Malgré ces défis, le Sénégal nourrit des espoirs de rééditer sa performance de 2002, lorsqu’il a battu la France lors de son premier match de la Coupe du Monde. Didier Deschamps, sélectionneur de l’équipe française, reconnaît la valeur de cette équipe compétitive, affirmant que « la relation fraternelle avec le Sénégal et la présence de joueurs ayant joué en France apporteront une motivation supplémentaire. »
Les attentes pour les autres équipes africaines
Le Maroc, qui a récemment atteint les demi-finales de la Coupe du Monde, devra faire face à un autre défi de taille contre le Brésil. Son entraîneur, Walid Regragui, préconise de garder le regard fixé sur ce duel face à un des favoris de la compétition.
Xavier Barret voit d’autres affiches intéressantes, avec l’Égypte contre la Belgique et l’Afrique du Sud ouvrant la danse contre le Mexique. Les opinions des experts montrent que la plupart des équipes africaines doivent prime abord naviguer des groupes difficiles mais raisonnables.
Pour l’Égypte, les affrontements avec la Belgique et d’autres équipes comme l’Iran et la Nouvelle-Zélande constituent des obstacles importants. Tandis que l’Afrique du Sud se préparera à rencontrer le Mexique, la Corée du Sud et un barragiste.
Quant à la Tunisie, qui pourrait être confrontée à des équipes telles que la Pologne ou l’Ukraine, la tâche s’annonce difficile, notamment face aux Pays-Bas et au Japon, des nations aguerries dans les phases finales des compétitions internationales.
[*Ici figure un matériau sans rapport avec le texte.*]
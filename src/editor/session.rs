use serde_json::Value;
use tracing::{debug, warn};

use crate::core::mutate;
use crate::core::node::OptionNode;
use crate::core::path::TreePath;
use crate::core::record::OptionRecord;
use crate::notify::{Notifier, Toast};
use crate::store::{KeyValueStore, StoreError, unwrap_payload};

use super::expansion::ExpansionState;
use super::rows::{TreeRow, build_rows};

/// One editing session over one named tree. The tree is fetched once, all
/// mutations are synchronous and local, and persistence is a wholesale
/// replace on an explicit save. There is no merge with concurrent writers;
/// a second session saving the same key wins or loses outright.
pub struct EditorSession {
    key: String,
    root: OptionNode,
    last_saved: OptionNode,
    expansion: ExpansionState,
    started_loads: u64,
}

impl EditorSession {
    pub fn new(key: impl Into<String>) -> Self {
        Self {
            key: key.into(),
            root: OptionNode::empty_branch(),
            last_saved: OptionNode::empty_branch(),
            expansion: ExpansionState::new(),
            started_loads: 0,
        }
    }

    pub fn key(&self) -> &str {
        self.key.as_str()
    }

    pub fn root(&self) -> &OptionNode {
        &self.root
    }

    pub fn is_dirty(&self) -> bool {
        self.root != self.last_saved
    }

    /// Fetch and apply the tree in one step. A missing key is an empty tree.
    pub fn load(&mut self, store: &impl KeyValueStore) -> Result<(), StoreError> {
        let generation = self.begin_load();
        let payload = store.get(&self.key)?;
        self.apply_load(generation, payload);
        Ok(())
    }

    /// Start a load and reserve its generation. Callers resolving loads
    /// asynchronously pass the generation back to [`apply_load`]; a response
    /// from a superseded load is discarded rather than clobbering a newer
    /// one that already resolved.
    ///
    /// [`apply_load`]: EditorSession::apply_load
    pub fn begin_load(&mut self) -> u64 {
        self.started_loads += 1;
        self.started_loads
    }

    /// Apply a load response. Returns false when the response is stale.
    pub fn apply_load(&mut self, generation: u64, payload: Option<Value>) -> bool {
        if generation < self.started_loads {
            warn!(key = %self.key, generation, latest = self.started_loads, "discarding stale load");
            return false;
        }
        let root = match payload {
            Some(value) => OptionNode::from_value(&unwrap_payload(value)),
            None => OptionNode::empty_branch(),
        };
        debug!(key = %self.key, generation, "tree loaded");
        self.root = root.clone();
        self.last_saved = root;
        self.expansion.collapse_all();
        true
    }

    /// Persist the whole tree. Success and failure are both surfaced through
    /// the toast channel; on failure the in-memory tree is left untouched so
    /// the user can retry by saving again. No automatic retry.
    pub fn save(
        &mut self,
        store: &impl KeyValueStore,
        notifier: &mut impl Notifier,
    ) -> Result<(), StoreError> {
        let payload = self.root.to_value();
        match store.save(&self.key, &payload) {
            Ok(()) => {
                debug!(key = %self.key, "tree saved");
                self.last_saved = self.root.clone();
                notifier.show(Toast::success(format!("\"{}\" saved", self.key)));
                Ok(())
            }
            Err(err) => {
                warn!(key = %self.key, error = %err, "save failed");
                notifier.show(Toast::error(format!(
                    "Failed to save \"{}\": {err}",
                    self.key
                )));
                Err(err)
            }
        }
    }

    pub fn node_at(&self, path: &TreePath) -> Option<&OptionNode> {
        mutate::get_at(&self.root, path)
    }

    pub fn items_at(&self, path: &TreePath) -> Option<&[OptionRecord]> {
        mutate::get_items_at(&self.root, path)
    }

    /// Path-addressed leaf write; the session root is replaced
    /// copy-on-write, never aliased with the last-saved tree.
    pub fn set_items_at(&mut self, path: &TreePath, items: Vec<OptionRecord>) {
        self.root = mutate::set_at(&self.root, path, items);
    }

    pub fn add_branch(&mut self, parent: &TreePath, key: &str) {
        self.root = mutate::insert_branch_at(&self.root, parent, key);
    }

    /// Delete a subtree. Destructive-action confirmation is the caller's
    /// concern; this layer just does the work and forgets the expansion
    /// state underneath.
    pub fn remove_branch(&mut self, path: &TreePath) {
        self.root = mutate::remove_at(&self.root, path);
        self.expansion.remove_subtree(path);
    }

    pub fn rename_branch(&mut self, path: &TreePath, new_key: &str) {
        let renamed = mutate::rename_key_at(&self.root, path, new_key);
        if renamed == self.root {
            return;
        }
        self.root = renamed;
        if let Some(parent) = path.parent() {
            self.expansion
                .remap_prefix(path, &parent.child(new_key.to_string()));
        }
    }

    pub fn toggle(&mut self, path: &TreePath) -> bool {
        self.expansion.toggle(path)
    }

    pub fn expansion(&self) -> &ExpansionState {
        &self.expansion
    }

    pub fn rows(&self) -> Vec<TreeRow> {
        build_rows(&self.root, &self.expansion)
    }
}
Malgré les difficultés envisagées, certaines de ces équipes, comme le Maroc et le Sénégal, ont les capacités de progresser vers les phases éliminatoires. Avec les huitièmes de finale, incluant plusieurs meilleurs troisièmes des groupes, qui formeront un nouveau format, il est clair que l’édition du Mondial 2026 pourrait tenir des surprises pour les équipes africaines.
Hervé Kouamouo conclut en affirmant que les chances de qualification pour le second tour sont solides pour le Maroc et le Sénégal, étant donné leur expérience et leur détermination. Toutefois, des défis demeurent, et chaque match sera crucial dans l’optique d’avancer dans ce tournoi prestigieux, sans précédent dans l’histoire de la compétition.